= The task =
Pick out each line of the records that includes the string "reclaim", and copy it.

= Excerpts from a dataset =
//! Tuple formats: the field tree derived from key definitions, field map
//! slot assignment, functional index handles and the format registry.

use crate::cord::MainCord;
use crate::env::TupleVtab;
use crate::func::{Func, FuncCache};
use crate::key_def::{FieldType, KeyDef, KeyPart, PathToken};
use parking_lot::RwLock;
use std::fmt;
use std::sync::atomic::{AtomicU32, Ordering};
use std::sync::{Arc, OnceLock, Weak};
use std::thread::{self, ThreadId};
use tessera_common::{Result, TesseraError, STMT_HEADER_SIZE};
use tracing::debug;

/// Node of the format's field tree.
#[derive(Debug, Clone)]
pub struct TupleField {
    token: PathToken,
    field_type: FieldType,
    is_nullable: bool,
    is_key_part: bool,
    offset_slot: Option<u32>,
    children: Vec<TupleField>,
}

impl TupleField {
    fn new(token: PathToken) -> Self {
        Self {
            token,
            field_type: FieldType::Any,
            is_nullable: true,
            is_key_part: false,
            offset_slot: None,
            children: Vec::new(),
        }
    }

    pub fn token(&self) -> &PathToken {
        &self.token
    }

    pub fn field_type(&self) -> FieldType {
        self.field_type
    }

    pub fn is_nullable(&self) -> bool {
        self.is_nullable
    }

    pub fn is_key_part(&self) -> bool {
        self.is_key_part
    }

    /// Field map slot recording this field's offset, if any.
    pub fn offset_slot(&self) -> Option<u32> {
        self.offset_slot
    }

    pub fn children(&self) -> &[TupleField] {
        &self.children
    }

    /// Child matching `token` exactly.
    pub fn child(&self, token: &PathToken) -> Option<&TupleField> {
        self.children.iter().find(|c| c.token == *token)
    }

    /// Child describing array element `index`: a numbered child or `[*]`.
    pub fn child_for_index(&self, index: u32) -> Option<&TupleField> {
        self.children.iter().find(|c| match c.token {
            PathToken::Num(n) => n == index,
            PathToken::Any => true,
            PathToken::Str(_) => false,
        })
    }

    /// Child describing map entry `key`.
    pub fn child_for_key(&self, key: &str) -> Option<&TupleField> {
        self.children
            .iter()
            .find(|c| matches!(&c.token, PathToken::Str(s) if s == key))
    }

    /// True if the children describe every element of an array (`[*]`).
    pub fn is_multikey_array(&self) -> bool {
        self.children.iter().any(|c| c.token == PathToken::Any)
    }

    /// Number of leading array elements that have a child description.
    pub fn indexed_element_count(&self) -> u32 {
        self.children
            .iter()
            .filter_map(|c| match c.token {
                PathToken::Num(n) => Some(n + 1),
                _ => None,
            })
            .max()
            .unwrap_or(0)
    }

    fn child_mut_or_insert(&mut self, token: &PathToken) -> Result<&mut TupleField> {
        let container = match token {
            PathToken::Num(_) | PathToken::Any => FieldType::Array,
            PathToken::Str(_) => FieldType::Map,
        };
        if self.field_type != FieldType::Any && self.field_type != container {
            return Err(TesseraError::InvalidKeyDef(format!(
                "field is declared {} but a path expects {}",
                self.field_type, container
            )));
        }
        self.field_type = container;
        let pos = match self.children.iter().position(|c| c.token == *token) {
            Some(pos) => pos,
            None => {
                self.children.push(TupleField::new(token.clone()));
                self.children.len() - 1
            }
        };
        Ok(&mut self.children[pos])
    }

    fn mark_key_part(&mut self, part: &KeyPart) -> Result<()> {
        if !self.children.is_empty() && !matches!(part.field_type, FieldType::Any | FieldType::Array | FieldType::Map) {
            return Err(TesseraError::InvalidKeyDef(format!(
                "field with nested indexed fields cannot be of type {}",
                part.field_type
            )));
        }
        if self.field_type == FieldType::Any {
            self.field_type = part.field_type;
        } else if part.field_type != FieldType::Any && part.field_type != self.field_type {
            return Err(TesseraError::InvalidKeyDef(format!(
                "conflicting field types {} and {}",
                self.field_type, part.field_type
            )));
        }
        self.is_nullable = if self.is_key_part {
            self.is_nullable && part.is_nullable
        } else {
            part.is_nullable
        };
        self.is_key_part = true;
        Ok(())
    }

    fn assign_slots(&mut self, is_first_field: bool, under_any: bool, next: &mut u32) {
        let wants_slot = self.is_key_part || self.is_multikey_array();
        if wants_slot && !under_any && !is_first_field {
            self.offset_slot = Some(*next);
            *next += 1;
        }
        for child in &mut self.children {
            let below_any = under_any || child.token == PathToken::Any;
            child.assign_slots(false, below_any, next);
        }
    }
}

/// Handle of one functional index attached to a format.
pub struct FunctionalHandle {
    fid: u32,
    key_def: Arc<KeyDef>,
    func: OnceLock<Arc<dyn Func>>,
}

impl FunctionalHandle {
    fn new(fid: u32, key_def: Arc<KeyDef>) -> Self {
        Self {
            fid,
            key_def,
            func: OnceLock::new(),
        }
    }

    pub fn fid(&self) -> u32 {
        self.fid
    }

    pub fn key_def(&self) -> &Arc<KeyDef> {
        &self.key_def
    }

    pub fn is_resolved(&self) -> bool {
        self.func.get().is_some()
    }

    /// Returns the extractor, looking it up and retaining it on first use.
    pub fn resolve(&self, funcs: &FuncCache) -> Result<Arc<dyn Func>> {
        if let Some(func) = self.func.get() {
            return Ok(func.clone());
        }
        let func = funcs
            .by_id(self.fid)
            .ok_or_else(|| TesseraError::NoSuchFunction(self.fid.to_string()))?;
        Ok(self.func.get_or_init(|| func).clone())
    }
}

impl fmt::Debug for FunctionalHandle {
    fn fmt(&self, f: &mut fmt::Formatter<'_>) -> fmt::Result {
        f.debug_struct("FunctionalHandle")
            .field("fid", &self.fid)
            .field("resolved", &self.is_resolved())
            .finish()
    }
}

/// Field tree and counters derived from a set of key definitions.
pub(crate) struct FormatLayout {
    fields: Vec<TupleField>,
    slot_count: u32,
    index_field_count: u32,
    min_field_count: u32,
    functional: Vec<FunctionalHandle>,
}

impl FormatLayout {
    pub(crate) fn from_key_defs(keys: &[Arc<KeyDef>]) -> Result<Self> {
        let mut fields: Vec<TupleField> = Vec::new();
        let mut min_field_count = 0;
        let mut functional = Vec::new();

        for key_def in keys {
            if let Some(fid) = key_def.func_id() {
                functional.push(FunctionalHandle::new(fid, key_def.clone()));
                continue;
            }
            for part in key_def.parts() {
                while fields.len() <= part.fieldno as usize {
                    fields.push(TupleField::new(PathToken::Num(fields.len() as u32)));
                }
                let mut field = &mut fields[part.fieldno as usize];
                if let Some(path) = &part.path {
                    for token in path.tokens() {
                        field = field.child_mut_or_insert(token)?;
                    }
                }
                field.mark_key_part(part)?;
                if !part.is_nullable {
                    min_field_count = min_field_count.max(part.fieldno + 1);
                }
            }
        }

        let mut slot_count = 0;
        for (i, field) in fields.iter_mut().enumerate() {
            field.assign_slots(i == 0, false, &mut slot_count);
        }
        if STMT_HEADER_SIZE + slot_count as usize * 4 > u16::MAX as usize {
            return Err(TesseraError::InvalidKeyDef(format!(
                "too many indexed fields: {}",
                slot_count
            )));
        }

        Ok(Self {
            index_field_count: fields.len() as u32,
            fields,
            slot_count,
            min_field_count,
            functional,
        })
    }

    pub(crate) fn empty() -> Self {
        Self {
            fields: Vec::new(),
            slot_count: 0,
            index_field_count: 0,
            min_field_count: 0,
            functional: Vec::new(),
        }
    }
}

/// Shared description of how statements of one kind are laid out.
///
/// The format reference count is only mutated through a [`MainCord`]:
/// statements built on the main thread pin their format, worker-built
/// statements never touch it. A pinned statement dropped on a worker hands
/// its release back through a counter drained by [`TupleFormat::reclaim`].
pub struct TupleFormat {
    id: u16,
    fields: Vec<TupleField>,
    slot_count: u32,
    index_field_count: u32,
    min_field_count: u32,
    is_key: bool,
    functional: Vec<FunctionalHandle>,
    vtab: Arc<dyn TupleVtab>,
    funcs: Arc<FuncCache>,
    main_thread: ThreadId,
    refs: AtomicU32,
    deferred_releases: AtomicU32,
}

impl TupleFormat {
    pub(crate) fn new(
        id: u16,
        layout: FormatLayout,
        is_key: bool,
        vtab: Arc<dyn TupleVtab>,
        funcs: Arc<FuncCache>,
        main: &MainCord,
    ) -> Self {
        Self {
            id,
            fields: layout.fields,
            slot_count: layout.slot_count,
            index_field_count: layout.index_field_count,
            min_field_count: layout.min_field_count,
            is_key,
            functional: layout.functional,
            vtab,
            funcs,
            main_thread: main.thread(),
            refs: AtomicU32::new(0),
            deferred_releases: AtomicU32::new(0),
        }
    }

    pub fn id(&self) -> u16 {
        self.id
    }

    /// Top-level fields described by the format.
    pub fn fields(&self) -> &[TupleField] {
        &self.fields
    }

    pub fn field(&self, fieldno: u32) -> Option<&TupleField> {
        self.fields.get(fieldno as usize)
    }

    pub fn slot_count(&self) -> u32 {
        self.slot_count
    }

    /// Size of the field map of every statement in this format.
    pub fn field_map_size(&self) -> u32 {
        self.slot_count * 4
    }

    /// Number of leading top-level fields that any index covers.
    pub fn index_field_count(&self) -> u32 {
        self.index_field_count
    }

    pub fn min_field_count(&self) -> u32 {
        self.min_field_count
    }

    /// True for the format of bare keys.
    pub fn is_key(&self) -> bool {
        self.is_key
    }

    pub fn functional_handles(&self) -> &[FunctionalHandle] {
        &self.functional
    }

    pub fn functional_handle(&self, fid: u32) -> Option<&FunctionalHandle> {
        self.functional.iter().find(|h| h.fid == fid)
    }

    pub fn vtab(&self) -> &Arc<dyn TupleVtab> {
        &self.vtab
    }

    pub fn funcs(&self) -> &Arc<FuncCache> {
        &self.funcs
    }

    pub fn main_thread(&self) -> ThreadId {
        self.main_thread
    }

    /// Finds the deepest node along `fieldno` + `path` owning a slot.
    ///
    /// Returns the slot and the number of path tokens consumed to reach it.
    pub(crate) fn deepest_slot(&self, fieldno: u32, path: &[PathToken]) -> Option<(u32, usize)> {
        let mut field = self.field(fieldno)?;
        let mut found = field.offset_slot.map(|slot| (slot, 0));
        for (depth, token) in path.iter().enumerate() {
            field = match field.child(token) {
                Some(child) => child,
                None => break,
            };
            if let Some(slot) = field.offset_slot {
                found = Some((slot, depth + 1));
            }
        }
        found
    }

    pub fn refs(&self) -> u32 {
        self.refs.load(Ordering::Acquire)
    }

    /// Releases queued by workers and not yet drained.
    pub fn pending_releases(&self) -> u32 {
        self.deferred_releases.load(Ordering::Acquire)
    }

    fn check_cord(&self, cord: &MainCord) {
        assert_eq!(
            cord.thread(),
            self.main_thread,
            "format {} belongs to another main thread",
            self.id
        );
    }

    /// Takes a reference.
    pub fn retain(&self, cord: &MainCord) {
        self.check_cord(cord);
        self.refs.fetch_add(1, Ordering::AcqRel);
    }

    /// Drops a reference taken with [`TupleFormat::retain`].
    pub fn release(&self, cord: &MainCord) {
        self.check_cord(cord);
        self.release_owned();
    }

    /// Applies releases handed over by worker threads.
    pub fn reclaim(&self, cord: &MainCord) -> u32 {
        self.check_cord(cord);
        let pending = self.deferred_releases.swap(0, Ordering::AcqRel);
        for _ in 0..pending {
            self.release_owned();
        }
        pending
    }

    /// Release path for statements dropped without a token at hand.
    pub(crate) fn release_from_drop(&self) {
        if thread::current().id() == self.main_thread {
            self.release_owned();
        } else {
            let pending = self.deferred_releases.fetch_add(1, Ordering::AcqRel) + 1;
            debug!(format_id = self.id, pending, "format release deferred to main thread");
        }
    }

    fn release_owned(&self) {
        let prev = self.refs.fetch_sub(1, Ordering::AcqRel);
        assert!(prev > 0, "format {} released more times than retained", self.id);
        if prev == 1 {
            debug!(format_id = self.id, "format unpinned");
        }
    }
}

= Written solution =
/// its release back through a counter drained by [`TupleFormat::reclaim`].
    pub fn reclaim(&self, cord: &MainCord) -> u32 {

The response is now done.